As craft beer booms, MBA entrepreneurs are breaking into the industry with their own business ventures.
One of the first to do so was David Wedemeier, an MBA graduate from the University of Texas at Dallas' Naveen Jindal School of Management, who moved out of the corporate world to co-found Martin House Brewing Company with his college drinking buddy Cody Martin.
“There was a tide coming and we managed to catch the wave early,” he says.
When David first wrote up his business plan back in 2012, there were four craft breweries in the Dallas, Fort Worth area. Now there are close to 40.
“Competition is heating up!” he says. “When we got in, it was different; it was a very young industry and there was so much space to grow.”
In less than four years, David saw his production brewery — which sells uniquely-flavored craft beers to local bars and grocery stores — increase its customer base from around 12 bars and retailers to 700.

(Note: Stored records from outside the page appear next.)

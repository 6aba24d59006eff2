//=====================================================
// File: interpreter/host.rs
//=====================================================
// Author: ZobieLabs
// License: Duality Public License (DPL v1.0)
// Goal: Interactive host boundary
// Objective: Let built-ins ask the desktop/console host whether the
//            session may close, or tell it to close unconditionally
//=====================================================

/// The application embedding an interactive session.
///
/// Both calls are synchronous.
pub trait Host {
    /// Asks for permission to close. A host may refuse, e.g. while it holds
    /// unsaved state.
    fn can_close(&mut self) -> bool;

    /// Closes without asking.
    fn force_close(&mut self);
}

//=====================================================
// End of file
//=====================================================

“We’re slowly expanding out into Texas. We have no debt [and] we fund everything through our own cash flow,” he says. “We need to keep doing that, because it’s a very rapidly changing environment here.”
But with the US craft beer market becoming saturated, David, pictured right, is focusing on his local community. He is creating a brand that locals can identify with, and is selling close to home. “For us, the future is right here,” he says.
Yet while craft beer’s rise is seen as a push against globalization, some US-based entrepreneurs are looking further afield — to Asia.
“It’s a market on the precipice of huge growth,” says Ujjval Patel, a second-year MBA student at the Yale School of Management, who, with three MBA classmates, co-founded Ivy Craft Beer Distributors, which looks set to ship its first batch of craft beer to China by May.
Ujjval came up with the idea after a boozy tour to Asia, while he was exporting craft beers from the US to China. “Everywhere we went — in China, in South Korea and in Japan — we saw that the price of craft beer was extremely high,” he recalls. “They were selling at $10 or $12 a bottle, compared to $5 or $6 in the US.”
China’s beer market is already the largest in the world by volume — more than double the size of the US — and is expected to become the largest in the world by sales value before 2017.
“We saw the chance to make a pretty big impact by getting out to Asia,” says Ujjval, pictured left. “We have a tremendous passion for craft beer and, of course, we love the party life!” he laughs.
Yet breaking into the market will not be easy. Alcohol is a heavily regulated industry. In China especially, government controls make the process of acquiring licenses lengthy and painstaking.
Big beer groups, which have huge teams dedicated to bringing craft products to emerging markets, are also a powerful and persistent threat. “We’re going to face severe competition,” Ujjval concedes. “It’s going to be tough.”
Ujjval’s long-term ambition is to open up craft breweries within Asia itself. “There are tons of new ways MBAs can create value within this industry,” he says. “Big beer-drinking populations like Brazil have yet to fully start their craft beer revolution. There’s going to be a massive explosion in the future.”
One man with his finger firmly on the pulse of the Brazilian craft beer market is Rodrigo Albuquerque, a first-year MBA student at the University of North Carolina’s Kenan-Flagler Business School.
Before relocating to the US for his MBA, Rodrigo abandoned a career in finance to start-up his own craft beer business, Goodbeer4all, an online retailer and beer-of-the-month club.
“In Brazil, it’s all very early stage,” he says. “People are discovering craft beers and craft beer is being recognized as a great product that deserves attention.”
Although his business failed to take off, Rodrigo, pictured right, has no regrets. “The great thing about working in the beer industry is the atmosphere; it was informal, entrepreneurial, and it was all about producing a good product to please the consumer.”
While Brazilian consumers are only just waking up to craft beers, the UK in comparison is in the midst of a full-blown revolution.
“When we first brought our beer from Bavaria to London, there were about seven London craft brewers. Now there are over 70,” says Byron Redman, a University of Cape Town MBA graduate who launched German craft beer distributor AND UNION in the UK.
With more than 1,500 independent breweries, the UK has more per head than anywhere else in the world, according to the Society of Independent Brewers.
However, such is the competition that many UK-based brewers are struggling to survive. “Some breweries are doing exceptionally well, but many are just keeping their heads above water, and some have already started to fall away,” says Byron.
The MBA has some words of warning for entrepreneurs: “If you think craft beer is going to be an instant success, think again. Like any growing industry, it’s going to go through its phases. There will be winners and losers.”